MARK R. SCHMITT (1), Allen D. Budde (1)
(1) USDA Agricultural Research Service, Cereal Crops Research Unit, Madison, WI
Micromalting procedures for malt quality analysis typically use
50–500 g of barley, and can produce representative malts for evaluation
of malting quality potential in barley breeding programs. Modifications
to routine micromalting protocols in which small quantities of grain
within inexpensive mesh containers are surrounded by a larger quantity
of grain in standard-sized containers allow malts to be generated from 2
g of barley. Common malting quality parameters measured on these
small-scale malts correlate well with those from standard malting and
malt quality analysis, demonstrating their suitability for initial
screening of malting quality.
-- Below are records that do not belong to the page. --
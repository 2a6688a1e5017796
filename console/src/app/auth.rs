//! # Auth Controller
//!
//! Login form state, profile and password management, logout.

use std::sync::Arc;

use parking_lot::RwLock;
use shared::{AdminProfile, MessageResponse, UpdateProfileRequest};

use super::notifications::Notifier;
use crate::core::error::{AppError, Result};
use crate::core::service::AdminApi;
use crate::utils::validation::{validate_email, validate_password, validate_totp_code};

/// Authentication state
#[derive(Debug, Clone, PartialEq)]
pub enum AuthState {
    /// Login form
    Login {
        email: String,
        totp_code: String,
        error: Option<String>,
        pending: bool,
    },
    /// Logged in
    Authenticated { profile: AdminProfile },
}

impl Default for AuthState {
    fn default() -> Self {
        AuthState::Login {
            email: String::new(),
            totp_code: String::new(),
            error: None,
            pending: false,
        }
    }
}

impl AuthState {
    fn login_error(email: String, message: impl Into<String>) -> Self {
        AuthState::Login {
            email,
            totp_code: String::new(),
            error: Some(message.into()),
            pending: false,
        }
    }

    pub fn profile(&self) -> Option<&AdminProfile> {
        match self {
            AuthState::Authenticated { profile } => Some(profile),
            AuthState::Login { .. } => None,
        }
    }
}

pub struct AuthController {
    api: Arc<dyn AdminApi>,
    state: Arc<RwLock<AuthState>>,
    notifier: Notifier,
}

impl AuthController {
    /// Start authenticated when a token and profile were persisted
    pub fn new(api: Arc<dyn AdminApi>, notifier: Notifier) -> Self {
        let session = api.session();
        let state = match (session.token, session.profile) {
            (Some(_), Some(profile)) => AuthState::Authenticated { profile },
            _ => AuthState::default(),
        };

        Self {
            api,
            state: Arc::new(RwLock::new(state)),
            notifier,
        }
    }

    pub fn state(&self) -> Arc<RwLock<AuthState>> {
        self.state.clone()
    }

    pub fn snapshot(&self) -> AuthState {
        self.state.read().clone()
    }

    pub fn is_authenticated(&self) -> bool {
        matches!(*self.state.read(), AuthState::Authenticated { .. })
    }

    /// Log in and load the admin profile.
    pub async fn login(&self, email: &str, password: &str, totp_code: Option<&str>) -> Result<AdminProfile> {
        let email = email.trim().to_string();
        let totp_code = totp_code.map(str::trim).filter(|c| !c.is_empty()).map(str::to_string);

        if let Err(e) = Self::check_login_input(&email, password, totp_code.as_deref()) {
            *self.state.write() = AuthState::login_error(email, e.user_message("Invalid input"));
            return Err(e);
        }

        *self.state.write() = AuthState::Login {
            email: email.clone(),
            totp_code: totp_code.clone().unwrap_or_default(),
            error: None,
            pending: true,
        };

        let result = async {
            self.api.login(email.clone(), password.to_string(), totp_code).await?;
            self.api.get_profile().await.map_err(|e| {
                // A token without a profile would reopen on the login form
                if let Err(clear) = self.api.discard_session() {
                    tracing::error!(error = %clear, "Failed to drop token after profile fetch failed");
                }
                e
            })
        }
        .await;

        match result {
            Ok(profile) => {
                tracing::info!(username = %profile.username, "Admin authenticated");
                *self.state.write() = AuthState::Authenticated {
                    profile: profile.clone(),
                };
                self.notifier.success(format!("Welcome back, {}", profile.username));
                Ok(profile)
            }
            Err(e) => {
                let message = e.user_message("Login failed");
                *self.state.write() = AuthState::login_error(email, message.clone());
                self.notifier.error(message);
                Err(e)
            }
        }
    }

    fn check_login_input(email: &str, password: &str, totp_code: Option<&str>) -> Result<()> {
        if email.is_empty() || password.is_empty() {
            return Err(AppError::Validation("Email and password required".to_string()));
        }
        validate_email(email).into_result()?;
        if let Some(code) = totp_code {
            validate_totp_code(code).into_result()?;
        }
        Ok(())
    }

    /// End the session. Always lands on the login form.
    pub async fn logout(&self) {
        if let Err(e) = self.api.logout().await {
            tracing::warn!(error = %e, "Server logout failed, local session cleared anyway");
        }
        *self.state.write() = AuthState::default();
        self.notifier.info("Logged out");
    }

    /// Change the password after checking the policy locally
    pub async fn change_password(&self, old_password: &str, new_password: &str, confirm: &str) -> Result<MessageResponse> {
        let checked = if new_password != confirm {
            Err(AppError::Validation("Passwords don't match".to_string()))
        } else if new_password == old_password {
            Err(AppError::Validation(
                "New password must differ from the current one".to_string(),
            ))
        } else {
            validate_password(new_password).into_result()
        };

        if let Err(e) = checked {
            self.notifier.error(e.user_message("Invalid password"));
            return Err(e);
        }

        match self
            .api
            .change_password(old_password.to_string(), new_password.to_string())
            .await
        {
            Ok(response) => {
                self.notifier.success("Password changed successfully");
                Ok(response)
            }
            Err(e) => {
                self.notifier.error(e.user_message("Failed to change password"));
                Err(e)
            }
        }
    }

    pub async fn update_profile(&self, update: UpdateProfileRequest) -> Result<AdminProfile> {
        if let Some(email) = &update.email {
            if let Err(e) = validate_email(email).into_result() {
                self.notifier.error(e.user_message("Invalid email"));
                return Err(e);
            }
        }

        match self.api.update_profile(update).await {
            Ok(profile) => {
                *self.state.write() = AuthState::Authenticated {
                    profile: profile.clone(),
                };
                self.notifier.success("Profile updated successfully");
                Ok(profile)
            }
            Err(e) => {
                self.notifier.error(e.user_message("Failed to update profile"));
                Err(e)
            }
        }
    }

    /// Drop back to the login form if the client lost its session (e.g. a 401).
    ///
    /// Returns whether the operator is still authenticated.
    pub fn sync_with_session(&self) -> bool {
        if self.api.is_authenticated() {
            return self.is_authenticated();
        }

        let expired = self.state.read().profile().map(|p| (p.username.clone(), p.email.clone()));
        if let Some((username, email)) = expired {
            tracing::warn!(username = %username, "Session expired");
            *self.state.write() = AuthState::login_error(email, "Session expired");
            self.notifier.warning("Session expired, please log in again");
        }
        false
    }
}

#[cfg(test)]
mod tests {
    use super::*;
    use crate::app::notifications::NotificationCenter;
    use crate::app::testing::{FakeAdminApi, FAKE_PASSWORD};

    fn setup() -> (Arc<FakeAdminApi>, AuthController, NotificationCenter) {
        let api = Arc::new(FakeAdminApi::new());
        let center = NotificationCenter::new();
        let auth = AuthController::new(api.clone(), center.notifier());
        (api, auth, center)
    }

    // ========== Login Tests ==========

    #[tokio::test]
    async fn test_login_success() {
        let (api, auth, _) = setup();
        let profile = auth.login("ops@example.com", FAKE_PASSWORD, None).await.unwrap();

        assert_eq!(profile.email, "ops@example.com");
        assert!(auth.is_authenticated());
        assert!(api.session().token.is_some());
    }

    #[tokio::test]
    async fn test_login_requires_credentials() {
        let (api, auth, _) = setup();
        let err = auth.login("", "", None).await.unwrap_err();

        assert!(matches!(err, AppError::Validation(_)));
        assert_eq!(api.login_calls(), 0);
        match auth.snapshot() {
            AuthState::Login { error, pending, .. } => {
                assert_eq!(error.as_deref(), Some("Email and password required"));
                assert!(!pending);
            }
            other => panic!("unexpected state {:?}", other),
        }
    }

    #[tokio::test]
    async fn test_login_rejects_malformed_totp() {
        let (api, auth, _) = setup();
        assert!(auth.login("ops@example.com", FAKE_PASSWORD, Some("12ab")).await.is_err());
        assert_eq!(api.login_calls(), 0);
    }

    #[tokio::test]
    async fn test_login_failure_shows_server_detail() {
        let (api, auth, center) = setup();
        assert!(auth.login("ops@example.com", "WrongPass1", None).await.is_err());

        assert!(!auth.is_authenticated());
        assert!(api.session().token.is_none());
        assert_eq!(center.drain()[0].message, "Invalid credentials");
    }

    #[tokio::test]
    async fn test_profile_failure_after_login_drops_token() {
        let (api, auth, center) = setup();
        api.fail_profile(true);

        let err = auth.login("ops@example.com", FAKE_PASSWORD, None).await.unwrap_err();

        assert_eq!(err.status(), Some(500));
        assert_eq!(api.login_calls(), 1);
        assert!(api.session().is_empty());
        assert!(!auth.is_authenticated());
        assert_eq!(center.drain()[0].message, "Login failed");
    }

    // ========== Logout Tests ==========

    #[tokio::test]
    async fn test_logout_returns_to_login_even_on_failure() {
        let (api, auth, _) = setup();
        auth.login("ops@example.com", FAKE_PASSWORD, None).await.unwrap();
        api.fail_mutations(true);

        auth.logout().await;

        assert_eq!(auth.snapshot(), AuthState::default());
        assert!(api.session().is_empty());
    }

    // ========== Password Tests ==========

    #[tokio::test]
    async fn test_change_password_checks_policy_first() {
        let (api, auth, _) = setup();
        auth.login("ops@example.com", FAKE_PASSWORD, None).await.unwrap();

        assert!(auth.change_password(FAKE_PASSWORD, "weak", "weak").await.is_err());
        assert!(auth
            .change_password(FAKE_PASSWORD, "Stronger123", "Stronger124")
            .await
            .is_err());
        assert_eq!(api.password_changes(), 0);

        auth.change_password(FAKE_PASSWORD, "Stronger123", "Stronger123")
            .await
            .unwrap();
        assert_eq!(api.password_changes(), 1);
    }

    // ========== Session Tests ==========

    #[tokio::test]
    async fn test_sync_with_session_detects_expiry() {
        let (api, auth, center) = setup();
        auth.login("ops@example.com", FAKE_PASSWORD, None).await.unwrap();
        center.drain();

        api.expire_session();
        assert!(!auth.sync_with_session());
        assert!(!auth.is_authenticated());
        assert_eq!(center.drain()[0].message, "Session expired, please log in again");
    }
}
The smaller sample size enables
multiplexing samples within a malting container, such that several
different samples can be malted in the space formerly needed for a
single sample, thereby increasing the potential malting throughput. The
combination of this extremely small-scale malting procedure with
previously described reduced-quantity mashing and malt analysis
procedures can expand the capacity for preliminary screening of malt
quality characteristics. This potentially benefits malting barley
germplasm development programs by increasing sample throughput and
reducing analysis turn-around time. In addition, the ability to generate
and analyze representative malts on this very small scale may be useful
in research studies where grain samples are limited, such as might
occur in specially developed genetic populations. This ability to malt
extremely small amounts of barley will also facilitate basic research
studies examining the genetic and biochemical bases of malting quality.
Mark Schmitt received his Ph.D. degree in plant physiology from the
University of Wisconsin-Madison in 1983. He joined the Agricultural
Research Service’s Cereal Crops Research Unit in Madison in 2003 as a
research chemist/lead scientist for a program that includes both basic
and applied research on malting quality.